I have recently been doing light small work in my 3 jaw and 4 jaw chucks, holding the tools in my Aloris QCTP.  I have taken a good look around the lathe head stock and have examined both my chucks for any obviously missing springs but so far I haven't a clue where this spring belongs.  I also took a good look at the head stock cover interlocking system but came up empty.  Everything seems to still be working and I hear no strange noises yet.  Any help would be appreciated.  Thanks.
*


----------



## RJSakowski (Aug 5, 2021)

With me, its losing springs.  Perhaps you have an opening to a wormhole near your lathe and one of the springs I lost came through.


----------



## Aukai (Aug 5, 2021)

Looks a little heavy for a detent spring.


----------



## Skierdude (Aug 5, 2021)

Many years ago a friend was completely overhauling his motor bike. When it was all reassembled he had one large bolt remaining. Drove him nuts trying to figure out what he had missed. Turned out his father had added a bolt to his pile of parts. 
Any pranksters in your household?


----------



## RandyWilson (Aug 5, 2021)

That's a common mean prank on new transmission builders. Toss a few checkballs, and maybe a spring or two, into the parts washing basket.


----------



## Firstram (Aug 5, 2021)

Skierdude said:


> Many years ago a friend was completely overhauling his motor bike. When it was all reassembled he had one large bolt remaining. Drove him nuts trying to figure out what he had missed. Turned out his father had added a bolt to his pile of parts.
> Any pranksters in your household?


I stopped by to post the exact same thing, I love doing that!


----------



## FOMOGO (Aug 5, 2021)

Looks to be from the Doppler engagement lever tensioning spring, from the hyper drive override assembly. Probably some Wookie with a sense of humor. Mike


----------



## mmcmdl (Aug 5, 2021)

I think that's the spring I lost a few years back . I'll forward shipping expenses if you return it . TIA .  As far as dropping extra parts at the jobsite with newer mechanics , I swear I'm innocent . Almost .  Nice looking SB ! Coincidence or not , my lost spring was for my SB that I sold .

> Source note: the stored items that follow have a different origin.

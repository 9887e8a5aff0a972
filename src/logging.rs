use tracing_subscriber::EnvFilter;

/// Installs a stderr fmt subscriber. `RUST_LOG` wins over `default_level`.
/// Returns false when a global subscriber was already set.
pub fn init(default_level: &str) -> bool {
    let filter = EnvFilter::try_from_default_env()
        .or_else(|_| EnvFilter::try_new(default_level))
        .unwrap_or_else(|_| EnvFilter::new("info"));
    tracing_subscriber::fmt()
        .with_env_filter(filter)
        .with_writer(std::io::stderr)
        .with_target(false)
        .try_init()
        .is_ok()
}

#[cfg(test)]
mod tests {
    use super::*;

    #[test]
    fn second_init_is_refused() {
        init("debug");
        assert!(!init("debug"));
    }
}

			https://www.hobby-machinist.com/threads/lathe-nla-south-bend-heavy-10-rkr-400-selling-for-parts-sold.76393/


----------



## SLK001 (Aug 6, 2021)

What makes you think that it is from your lathe?  Just close proximity? 

Also, are you sure that your lathe is from 1974?  By 1974, SB was not using the start clutch anymore and was using exclusively the level clutch.


----------



## twooldvolvos (Aug 6, 2021)

SLK001 said:


> What makes you think that it is from your lathe?  Just close proximity?
> 
> Also, are you sure that your lathe is from 1974?  By 1974, SB was not using the start clutch anymore and was using exclusively the level clutch.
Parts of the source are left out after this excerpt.